• [What to produce]: Please retype all of the data below, word for word.

• [Saved data entries]:
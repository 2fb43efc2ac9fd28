//! WebSocket transport for the realtime channel
//!
//! Frames travel as JSON text messages of the form `{"type": .., "payload": ..}`.
//! The socket is split so the channel can read and write concurrently.

use application::error::ChannelError;
use application::ports::{
    ChannelConnection, ChannelFrame, ChannelTransport, FrameReceiver, FrameSender,
};
use async_trait::async_trait;
use futures::stream::{SplitSink, SplitStream};
use futures::{SinkExt, StreamExt};
use tokio::net::TcpStream;
use tokio_tungstenite::tungstenite::{self, Message};
use tokio_tungstenite::{MaybeTlsStream, WebSocketStream, connect_async};
use tracing::{debug, instrument, trace};

type Socket = WebSocketStream<MaybeTlsStream<TcpStream>>;

/// Connects to a realtime endpoint over WebSocket
#[derive(Debug, Clone)]
pub struct WebSocketTransport {
    url: Option<String>,
}

impl WebSocketTransport {
    /// Create a transport; without a URL every connect attempt fails
    #[must_use]
    pub const fn new(url: Option<String>) -> Self {
        Self { url }
    }

    #[must_use]
    pub fn url(&self) -> Option<&str> {
        self.url.as_deref()
    }
}

#[async_trait]
impl ChannelTransport for WebSocketTransport {
    #[instrument(skip(self), fields(url = self.url.as_deref().unwrap_or("<unset>")))]
    async fn connect(&self) -> Result<ChannelConnection, ChannelError> {
        let url = self
            .url
            .as_deref()
            .ok_or_else(|| ChannelError::ConnectFailed("no realtime endpoint configured".into()))?;

        let (socket, response) = connect_async(url)
            .await
            .map_err(|e| ChannelError::ConnectFailed(e.to_string()))?;
        debug!(status = %response.status(), "WebSocket connected");

        let (sink, stream) = socket.split();
        Ok(ChannelConnection {
            sender: Box::new(WebSocketSender { sink }),
            receiver: Box::new(WebSocketReceiver { stream }),
        })
    }
}

struct WebSocketSender {
    sink: SplitSink<Socket, Message>,
}

#[async_trait]
impl FrameSender for WebSocketSender {
    async fn send(&mut self, frame: ChannelFrame) -> Result<(), ChannelError> {
        let text =
            serde_json::to_string(&frame).map_err(|e| ChannelError::Protocol(e.to_string()))?;
        self.sink
            .send(Message::Text(text.into()))
            .await
            .map_err(|e| match e {
                tungstenite::Error::ConnectionClosed | tungstenite::Error::AlreadyClosed => {
                    ChannelError::Closed
                },
                other => ChannelError::Protocol(other.to_string()),
            })
    }

    async fn close(&mut self) {
        if let Err(e) = self.sink.close().await {
            trace!(error = %e, "WebSocket close failed");
        }
    }
}

struct WebSocketReceiver {
    stream: SplitStream<Socket>,
}

fn decode(bytes: &[u8]) -> Result<ChannelFrame, ChannelError> {
    serde_json::from_slice(bytes).map_err(|e| ChannelError::Protocol(e.to_string()))
}

#[async_trait]
impl FrameReceiver for WebSocketReceiver {
    async fn recv(&mut self) -> Option<Result<ChannelFrame, ChannelError>> {
        loop {
            match self.stream.next().await? {
                Ok(Message::Text(text)) => return Some(decode(text.as_bytes())),
                Ok(Message::Binary(bytes)) => return Some(decode(&bytes)),
                Ok(Message::Close(frame)) => {
                    debug!(?frame, "WebSocket closed by peer");
                    return None;
                },
                // Ping, pong and raw frames carry no channel data
                Ok(_) => {},
                Err(e) => {
                    debug!(error = %e, "WebSocket read failed");
                    return None;
                },
            }
        }
    }
}

#[cfg(test)]
mod tests {
    use super::*;

    #[tokio::test]
    async fn missing_url_fails_to_connect() {
        let transport = WebSocketTransport::new(None);
        let err = transport.connect().await.unwrap_err();
        assert!(matches!(err, ChannelError::ConnectFailed(_)));
    }

    #[tokio::test]
    async fn unreachable_endpoint_fails_to_connect() {
        let transport = WebSocketTransport::new(Some("ws://127.0.0.1:9/ws".to_string()));
        assert!(matches!(
            transport.connect().await,
            Err(ChannelError::ConnectFailed(_))
        ));
    }

    #[test]
    fn decode_rejects_non_frames() {
        assert!(matches!(decode(b"not json"), Err(ChannelError::Protocol(_))));
        let frame = decode(br#"{"type":"search_results","payload":{"id":"1"}}"#).unwrap();
        assert_eq!(frame.kind, "search_results");
    }
}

• [Completed exercise]:
repository 2fb43efc2ac9fd28
//! WebSocket transport for the realtime channel
//!
//! Frames travel as JSON text messages of the form `{"type": .., "payload": ..}`.
//! The socket is split so the channel can read and write concurrently.

use application::error::ChannelError;
use application::ports::{
    ChannelConnection, ChannelFrame, ChannelTransport, FrameReceiver, FrameSender,
};
use async_trait::async_trait;
use futures::stream::{SplitSink, SplitStream};
use futures::{SinkExt, StreamExt};
use tokio::net::TcpStream;
use tokio_tungstenite::tungstenite::{self, Message};
use tokio_tungstenite::{MaybeTlsStream, WebSocketStream, connect_async};
use tracing::{debug, instrument, trace};

type Socket = WebSocketStream<MaybeTlsStream<TcpStream>>;

/// Connects to a realtime endpoint over WebSocket
#[derive(Debug, Clone)]
pub struct WebSocketTransport {
    url: Option<String>,
}

impl WebSocketTransport {
    /// Create a transport; without a URL every connect attempt fails
    #[must_use]
    pub const fn new(url: Option<String>) -> Self {
        Self { url }
    }

    #[must_use]
    pub fn url(&self) -> Option<&str> {
        self.url.as_deref()
    }
}

#[async_trait]
impl ChannelTransport for WebSocketTransport {
    #[instrument(skip(self), fields(url = self.url.as_deref().unwrap_or("<unset>")))]
    async fn connect(&self) -> Result<ChannelConnection, ChannelError> {
        let url = self
            .url
            .as_deref()
            .ok_or_else(|| ChannelError::ConnectFailed("no realtime endpoint configured".into()))?;

        let (socket, response) = connect_async(url)
            .await
            .map_err(|e| ChannelError::ConnectFailed(e.to_string()))?;
        debug!(status = %response.status(), "WebSocket connected");

        let (sink, stream) = socket.split();
        Ok(ChannelConnection {
            sender: Box::new(WebSocketSender { sink }),
            receiver: Box::new(WebSocketReceiver { stream }),
        })
    }
}

struct WebSocketSender {
    sink: SplitSink<Socket, Message>,
}

#[async_trait]
impl FrameSender for WebSocketSender {
    async fn send(&mut self, frame: ChannelFrame) -> Result<(), ChannelError> {
        let text =
            serde_json::to_string(&frame).map_err(|e| ChannelError::Protocol(e.to_string()))?;
        self.sink
            .send(Message::Text(text.into()))
            .await
            .map_err(|e| match e {
                tungstenite::Error::ConnectionClosed | tungstenite::Error::AlreadyClosed => {
                    ChannelError::Closed
                },
                other => ChannelError::Protocol(other.to_string()),
            })
    }

    async fn close(&mut self) {
        if let Err(e) = self.sink.close().await {
            trace!(error = %e, "WebSocket close failed");
        }
    }
}

struct WebSocketReceiver {
    stream: SplitStream<Socket>,
}

fn decode(bytes: &[u8]) -> Result<ChannelFrame, ChannelError> {
    serde_json::from_slice(bytes).map_err(|e| ChannelError::Protocol(e.to_string()))
}

#[async_trait]
impl FrameReceiver for WebSocketReceiver {
    async fn recv(&mut self) -> Option<Result<ChannelFrame, ChannelError>> {
        loop {
            match self.stream.next().await? {
                Ok(Message::Text(text)) => return Some(decode(text.as_bytes())),
                Ok(Message::Binary(bytes)) => return Some(decode(&bytes)),
                Ok(Message::Close(frame)) => {
                    debug!(?frame, "WebSocket closed by peer");
                    return None;
                },
                // Ping, pong and raw frames carry no channel data
                Ok(_) => {},
                Err(e) => {
                    debug!(error = %e, "WebSocket read failed");
                    return None;
                },
            }
        }
    }
}

#[cfg(test)]
mod tests {
    use super::*;

    #[tokio::test]
    async fn missing_url_fails_to_connect() {
        let transport = WebSocketTransport::new(None);
        let err = transport.connect().await.unwrap_err();
        assert!(matches!(err, ChannelError::ConnectFailed(_)));
    }

    #[tokio::test]
    async fn unreachable_endpoint_fails_to_connect() {
        let transport = WebSocketTransport::new(Some("ws://127.0.0.1:9/ws".to_string()));
        assert!(matches!(
            transport.connect().await,
            Err(ChannelError::ConnectFailed(_))
        ));
    }

    #[test]
    fn decode_rejects_non_frames() {
        assert!(matches!(decode(b"not json"), Err(ChannelError::Protocol(_))));
        let frame = decode(br#"{"type":"search_results","payload":{"id":"1"}}"#).unwrap();
        assert_eq!(frame.kind, "search_results");
    }
}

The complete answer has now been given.